Reviewer #1: The manuscript reports Improving Identity Matching for Masked Faces.

However, the subject is interesting field of research, but it is too early to say any facts about the manuscript. There are some extra explanations in some parts and the other part is not clear. In my point of view, there are major concerns as follows;

_ The title should precisely declare which research question is solved, but the title of the manuscript is general. It is recommended to clearly categorize the studied work and present the research aim in a precise title. For example, write the exact problem-solving of the research in the title.

_Abstract is too vague; it contains some sentences but some important aspects of abstract are missing. It should contain problem, challenges, method and evaluation clearly. It is recommended to rewrite the abstract.

__Masked Face identity is introduced in the manuscript but some aspects of facial appearance that is affected on Facial identity matching are missing. For instance, it can be introduced aging or other appearances.

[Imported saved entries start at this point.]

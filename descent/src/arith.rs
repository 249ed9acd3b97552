//! Checked integer arithmetic used by the productions.
//!
//! Results are 64-bit signed integers. Overflow is never wrapped or
//! saturated: every operation returns an [`ArithError`] instead.

use std::fmt;
use thiserror::Error;

/// The value type every production folds into.
pub type Value = i64;

/// The arithmetic operation that failed.
#[derive(Debug, Clone, Copy, PartialEq, Eq)]
pub enum Op {
    Literal,
    Add,
    Subtract,
    Power,
}

impl fmt::Display for Op {
    fn fmt(&self, f: &mut fmt::Formatter<'_>) -> fmt::Result {
        f.write_str(match self {
            Op::Literal => "literal",
            Op::Add => "addition",
            Op::Subtract => "subtraction",
            Op::Power => "exponentiation",
        })
    }
}

#[derive(Debug, Clone, Copy, PartialEq, Eq, Error)]
pub enum ArithError {
    #[error("integer overflow in {0}")]
    Overflow(Op),
    #[error("negative exponent {0}")]
    NegativeExponent(Value),
}

/// Appends one decimal digit to a literal being accumulated.
#[inline]
pub fn push_digit(acc: Value, digit: u8) -> Result<Value, ArithError> {
    acc.checked_mul(10)
        .and_then(|v| v.checked_add(Value::from(digit)))
        .ok_or(ArithError::Overflow(Op::Literal))
}

#[inline]
pub fn add(a: Value, b: Value) -> Result<Value, ArithError> {
    a.checked_add(b).ok_or(ArithError::Overflow(Op::Add))
}

#[inline]
pub fn sub(a: Value, b: Value) -> Result<Value, ArithError> {
    a.checked_sub(b).ok_or(ArithError::Overflow(Op::Subtract))
}

/// Exact integer power by repeated squaring.
///
/// Bases `0`, `1` and `-1` are answered directly, so their exponents may be
/// arbitrarily large. A negative exponent is only exact for `1` and `-1`;
/// any other base fails with [`ArithError::NegativeExponent`].
pub fn pow(base: Value, exponent: Value) -> Result<Value, ArithError> {
    let odd = exponent % 2 != 0;
    match base {
        1 => return Ok(1),
        -1 => return Ok(if odd { -1 } else { 1 }),
        _ if exponent < 0 => return Err(ArithError::NegativeExponent(exponent)),
        0 => return Ok(if exponent == 0 { 1 } else { 0 }),
        _ => {}
    }
    let exponent = u32::try_from(exponent).map_err(|_| ArithError::Overflow(Op::Power))?;
    base.checked_pow(exponent)
        .ok_or(ArithError::Overflow(Op::Power))
}

#[cfg(test)]
mod tests {
    use super::*;

    #[test]
    fn literal_accumulates_and_overflows() {
        assert_eq!(push_digit(12, 3), Ok(123));
        assert_eq!(push_digit(0, 0), Ok(0));
        assert_eq!(
            push_digit(Value::MAX / 10, 9),
            Err(ArithError::Overflow(Op::Literal))
        );
    }

    #[test]
    fn add_and_sub_are_checked() {
        assert_eq!(add(2, 3), Ok(5));
        assert_eq!(sub(2, 3), Ok(-1));
        assert_eq!(add(Value::MAX, 1), Err(ArithError::Overflow(Op::Add)));
        assert_eq!(sub(Value::MIN, 1), Err(ArithError::Overflow(Op::Subtract)));
    }

    #[test]
    fn pow_is_exact() {
        assert_eq!(pow(2, 10), Ok(1024));
        assert_eq!(pow(3, 0), Ok(1));
        assert_eq!(pow(0, 0), Ok(1));
        assert_eq!(pow(0, 5), Ok(0));
        assert_eq!(pow(-2, 3), Ok(-8));
        assert_eq!(pow(-2, 4), Ok(16));
        // 3**39 does not fit in an f64 mantissa, it must still be exact.
        assert_eq!(pow(3, 39), Ok(4_052_555_153_018_976_267));
    }

    #[test]
    fn pow_overflow() {
        assert_eq!(pow(2, 63), Err(ArithError::Overflow(Op::Power)));
        assert_eq!(pow(10, 1 << 40), Err(ArithError::Overflow(Op::Power)));
        assert_eq!(pow(2, 62), Ok(1 << 62));
    }

    #[test]
    fn pow_trivial_bases_with_huge_exponents() {
        assert_eq!(pow(1, Value::MAX), Ok(1));
        assert_eq!(pow(-1, Value::MAX), Ok(-1));
        assert_eq!(pow(-1, 1 << 40), Ok(1));
        assert_eq!(pow(0, Value::MAX), Ok(0));
    }

    #[test]
    fn pow_negative_exponent() {
        assert_eq!(pow(1, -3), Ok(1));
        assert_eq!(pow(-1, -3), Ok(-1));
        assert_eq!(pow(-1, -2), Ok(1));
        assert_eq!(pow(2, -1), Err(ArithError::NegativeExponent(-1)));
        assert_eq!(pow(0, -1), Err(ArithError::NegativeExponent(-1)));
    }
}
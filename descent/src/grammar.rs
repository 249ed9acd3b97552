//! # Grammar strategies
//!
//! A [`Grammar`] supplies the expression productions of one language over
//! the shared [`Cursor`]. Productions evaluate as they recognize: each one
//! returns the integer value of the text it consumed, and no syntax tree is
//! ever built.
//!
//! The term production and the number literal are common to every grammar
//! in this workspace and are provided here. Implementations decide how
//! `expr` and `factor` combine terms, which is where operator precedence
//! and associativity live.

use crate::arith::{self, ArithError, Value};
use crate::cursor::Cursor;
use crate::error::{EvalError, Expected};
use std::io::Read;

/// The productions an [`Evaluator`](crate::Evaluator) drives.
///
/// Every production must leave the cursor positioned on the first symbol
/// after the text it recognized.
pub trait Grammar {
    /// Short name used in logs.
    const NAME: &'static str;

    /// Parses and evaluates a complete expression.
    fn expr<R: Read>(&self, cursor: &mut Cursor<R>) -> Result<Value, EvalError>;

    /// Parses and evaluates an operand of `+`/`-`.
    fn factor<R: Read>(&self, cursor: &mut Cursor<R>) -> Result<Value, EvalError>;

    /// `term := number | '(' expr ')'`
    fn term<R: Read>(&self, cursor: &mut Cursor<R>) -> Result<Value, EvalError> {
        let symbol = cursor.peek();
        if symbol.is_digit() {
            number(cursor)
        } else if symbol.is_open_paren() {
            cursor.bump()?;
            let value = cursor.nested(|cursor| self.expr(cursor))?;
            cursor.consume(b')')?;
            Ok(value)
        } else {
            Err(cursor.unexpected(Expected::Operand))
        }
    }

    /// Folds one `'+' factor` or `'-' factor` step into `acc`.
    ///
    /// Returns `None`, consuming nothing, when the lookahead is neither
    /// operator.
    fn additive<R: Read>(
        &self,
        cursor: &mut Cursor<R>,
        acc: Value,
    ) -> Result<Option<Value>, EvalError> {
        let symbol = cursor.peek();
        let op: fn(Value, Value) -> Result<Value, ArithError> = if symbol.is_plus() {
            arith::add
        } else if symbol.is_minus() {
            arith::sub
        } else {
            return Ok(None);
        };
        let at = cursor.position();
        cursor.bump()?;
        let rhs = self.factor(cursor)?;
        op(acc, rhs)
            .map(Some)
            .map_err(|e| EvalError::arith(e, at))
    }
}

/// Recognizes an unsigned decimal literal.
///
/// `0` on its own is a valid literal, but a `0` followed by more digits is
/// rejected, so `007` and `00` are syntax errors.
pub fn number<R: Read>(cursor: &mut Cursor<R>) -> Result<Value, EvalError> {
    let start = cursor.position();
    let Some(first) = cursor.peek().digit() else {
        return Err(cursor.unexpected(Expected::Digit));
    };
    cursor.bump()?;
    if first == 0 {
        if cursor.peek().is_digit() {
            return Err(cursor.unexpected(Expected::LiteralEnd));
        }
        return Ok(0);
    }
    let mut value = Value::from(first);
    while let Some(digit) = cursor.peek().digit() {
        value = arith::push_digit(value, digit).map_err(|e| EvalError::arith(e, start))?;
        cursor.bump()?;
    }
    log::debug!("number {} at {}", value, start);
    Ok(value)
}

Therefore contemplate “ "Toward E-appearance of human face and hair by age, expression and rejuvenation," 2004 International Conference on Cyberworlds, Tokyo, Japan, 2004, pp. 306-311, doi: 10.1109/CW.2004.65. “ then discuss about different appearances.

_Use Natural masked face dataset. If input data has a face mask with the natural looking of human face how it works?

_The comparative study is not complete. Please make a comparative study.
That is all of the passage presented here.